__DESCRIPTION OF THE TASK__:
Looking only at the lines below that contain "RwLock", give the number of them and no other text.

[Source data]
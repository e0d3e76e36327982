use std::collections::{BTreeMap, HashMap};
use std::sync::{Arc, Mutex, MutexGuard, RwLock};

use serde::{Deserialize, Serialize};
use tracing::debug;

use super::super::domain::LeadRecord;
use super::rule::AssignTarget;
use super::territory::TerritoryTable;

#[derive(Debug, Clone, Copy, PartialEq, Eq, Hash, Serialize, Deserialize)]
#[serde(rename_all = "snake_case")]
pub enum AssignmentStrategy {
    Direct,
    RoundRobin,
    LoadBalancing,
    Territory,
}

impl AssignmentStrategy {
    pub fn from_key(key: &str) -> Result<Self, AssignmentError> {
        match key.trim().to_ascii_lowercase().as_str() {
            "direct" => Ok(Self::Direct),
            "round_robin" | "round-robin" => Ok(Self::RoundRobin),
            "load_balancing" | "load-balancing" | "least_loaded" => Ok(Self::LoadBalancing),
            "territory" => Ok(Self::Territory),
            _ => Err(AssignmentError::UnknownStrategy(key.to_string())),
        }
    }

    pub const fn key(self) -> &'static str {
        match self {
            Self::Direct => "direct",
            Self::RoundRobin => "round_robin",
            Self::LoadBalancing => "load_balancing",
            Self::Territory => "territory",
        }
    }
}

#[derive(Debug, Clone, PartialEq, Eq, thiserror::Error)]
pub enum AssignmentError {
    #[error("no eligible assignee in roster {0}")]
    NoEligibleAssignee(String),
    #[error("unknown assignment strategy {0}")]
    UnknownStrategy(String),
    #[error("unknown roster {0}")]
    UnknownRoster(String),
    #[error("direct assignment needs an owner name")]
    MissingOwner,
}

/// Ordered list of people a strategy can pick from.
#[derive(Debug, Clone, PartialEq, Eq, Serialize, Deserialize)]
pub struct Roster {
    pub name: String,
    pub members: Vec<String>,
}

impl Roster {
    pub fn new(name: &str, members: &[&str]) -> Self {
        Self {
            name: name.to_string(),
            members: members.iter().map(|member| member.to_string()).collect(),
        }
    }
}

/// Concrete owner chosen for a record.
#[derive(Debug, Clone, PartialEq, Eq, Serialize, Deserialize)]
pub struct Assignment {
    pub assignee: String,
    pub strategy: AssignmentStrategy,
    #[serde(default, skip_serializing_if = "Option::is_none")]
    pub territory: Option<String>,
}

/// Persistable copy of the assignment counters.
#[derive(Debug, Clone, Default, PartialEq, Eq, Serialize, Deserialize)]
pub struct AssignmentSnapshot {
    pub round_robin_cursors: BTreeMap<String, u64>,
    pub loads: BTreeMap<String, u64>,
}

/// Round-robin cursors per roster and open-workload counters per assignee.
///
/// Each counter family sits behind its own mutex; a read-modify-write happens entirely
/// while the lock is held.
#[derive(Debug, Default)]
pub struct AssignmentState {
    cursors: Mutex<HashMap<String, u64>>,
    loads: Mutex<HashMap<String, u64>>,
}

impl AssignmentState {
    pub fn new() -> Self {
        Self::default()
    }

    pub fn restore(snapshot: AssignmentSnapshot) -> Self {
        Self {
            cursors: Mutex::new(snapshot.round_robin_cursors.into_iter().collect()),
            loads: Mutex::new(snapshot.loads.into_iter().collect()),
        }
    }

    pub fn snapshot(&self) -> AssignmentSnapshot {
        AssignmentSnapshot {
            round_robin_cursors: lock(&self.cursors)
                .iter()
                .map(|(roster, cursor)| (roster.clone(), *cursor))
                .collect(),
            loads: lock(&self.loads)
                .iter()
                .map(|(assignee, load)| (assignee.clone(), *load))
                .collect(),
        }
    }

    pub fn next_round_robin(&self, roster: &Roster) -> Result<String, AssignmentError> {
        if roster.members.is_empty() {
            return Err(AssignmentError::NoEligibleAssignee(roster.name.clone()));
        }

        let mut cursors = lock(&self.cursors);
        let cursor = cursors.entry(roster.name.clone()).or_insert(0);
        let index = (*cursor % roster.members.len() as u64) as usize;
        *cursor += 1;
        Ok(roster.members[index].clone())
    }

    /// Pick the member with the lowest open load (roster order breaks ties) and charge it.
    pub fn least_loaded(&self, roster: &Roster) -> Result<String, AssignmentError> {
        let mut loads = lock(&self.loads);
        let chosen = roster
            .members
            .iter()
            .enumerate()
            .min_by_key(|(position, member)| (loads.get(*member).copied().unwrap_or(0), *position))
            .map(|(_, member)| member.clone())
            .ok_or_else(|| AssignmentError::NoEligibleAssignee(roster.name.clone()))?;

        *loads.entry(chosen.clone()).or_insert(0) += 1;
        Ok(chosen)
    }

    /// Decrement an assignee's open load on completion or reassignment.
    pub fn release(&self, assignee: &str) -> u64 {
        let mut loads = lock(&self.loads);
        match loads.get_mut(assignee) {
            Some(load) => {
                *load = load.saturating_sub(1);
                *load
            }
            None => 0,
        }
    }

    pub fn load(&self, assignee: &str) -> u64 {
        lock(&self.loads).get(assignee).copied().unwrap_or(0)
    }

    pub fn cursor(&self, roster: &str) -> u64 {
        lock(&self.cursors).get(roster).copied().unwrap_or(0)
    }

    /// Administrative reset of one roster's cursor.
    pub fn reset_round_robin(&self, roster: &str) {
        lock(&self.cursors).remove(roster);
    }

    /// Administrative reset of every load counter.
    pub fn reset_loads(&self) {
        lock(&self.loads).clear();
    }
}

fn lock<T>(mutex: &Mutex<T>) -> MutexGuard<'_, T> {
    mutex.lock().unwrap_or_else(|poisoned| poisoned.into_inner())
}

/// Resolves assignment targets to concrete owners using shared counters.
#[derive(Debug)]
pub struct Assigner {
    state: Arc<AssignmentState>,
    rosters: RwLock<HashMap<String, Roster>>,
    territories: TerritoryTable,
}

impl Assigner {
    pub fn new(state: Arc<AssignmentState>, territories: TerritoryTable) -> Self {
        Self {
            state,
            rosters: RwLock::new(HashMap::new()),
            territories,
        }
    }

    pub fn with_roster(self, roster: Roster) -> Self {
        self.register_roster(roster);
        self
    }

    pub fn register_roster(&self, roster: Roster) {
        self.rosters
            .write()
            .unwrap_or_else(|poisoned| poisoned.into_inner())
            .insert(roster.name.clone(), roster);
    }

    pub fn roster(&self, name: &str) -> Result<Roster, AssignmentError> {
        self.rosters
            .read()
            .unwrap_or_else(|poisoned| poisoned.into_inner())
            .get(name)
            .cloned()
            .ok_or_else(|| AssignmentError::UnknownRoster(name.to_string()))
    }

    pub fn state(&self) -> &Arc<AssignmentState> {
        &self.state
    }

    pub fn territories(&self) -> &TerritoryTable {
        &self.territories
    }

    /// Resolve a rule's target: owners pass through, strategies consult their roster.
    pub fn resolve(
        &self,
        target: &AssignTarget,
        record: &LeadRecord,
    ) -> Result<Assignment, AssignmentError> {
        match target {
            AssignTarget::Owner(owner) => Ok(Assignment {
                assignee: owner.clone(),
                strategy: AssignmentStrategy::Direct,
                territory: None,
            }),
            AssignTarget::Strategy { key, roster } => {
                let strategy = AssignmentStrategy::from_key(key)?;
                let roster = self.roster(roster)?;
                self.resolve_with(strategy, &roster, record)
            }
        }
    }

    /// Resolve a strategy key against an explicit roster.
    pub fn resolve_assignment(
        &self,
        strategy_key: &str,
        roster: &Roster,
        record: &LeadRecord,
    ) -> Result<Assignment, AssignmentError> {
        self.resolve_for_owner(strategy_key, None, roster, record)
    }

    /// Like [`Assigner::resolve_assignment`], but `direct` returns `owner` unchanged.
    /// Other strategies ignore the owner.
    pub fn resolve_for_owner(
        &self,
        strategy_key: &str,
        owner: Option<&str>,
        roster: &Roster,
        record: &LeadRecord,
    ) -> Result<Assignment, AssignmentError> {
        match (AssignmentStrategy::from_key(strategy_key)?, owner) {
            (AssignmentStrategy::Direct, Some(owner)) => {
                self.resolve(&AssignTarget::owner(owner), record)
            }
            (strategy, _) => self.resolve_with(strategy, roster, record),
        }
    }

    fn resolve_with(
        &self,
        strategy: AssignmentStrategy,
        roster: &Roster,
        record: &LeadRecord,
    ) -> Result<Assignment, AssignmentError> {
        let assignment = match strategy {
            AssignmentStrategy::Direct => return Err(AssignmentError::MissingOwner),
            AssignmentStrategy::RoundRobin => Assignment {
                assignee: self.state.next_round_robin(roster)?,
                strategy,
                territory: None,
            },
            AssignmentStrategy::LoadBalancing => Assignment {
                assignee: self.state.least_loaded(roster)?,
                strategy,
                territory: None,
            },
            AssignmentStrategy::Territory => match self.territories.lookup(record) {
                Some((territory, assignee)) => Assignment {
                    assignee: assignee.to_string(),
                    strategy,
                    territory: Some(territory.to_string()),
                },
                None => Assignment {
                    assignee: self.state.next_round_robin(roster)?,
                    strategy: AssignmentStrategy::RoundRobin,
                    territory: None,
                },
            },
        };

        debug!(
            record = %record.id,
            roster = %roster.name,
            strategy = assignment.strategy.key(),
            assignee = %assignment.assignee,
            "assignment resolved"
        );
        Ok(assignment)
    }
}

__TASK RESULT__:
3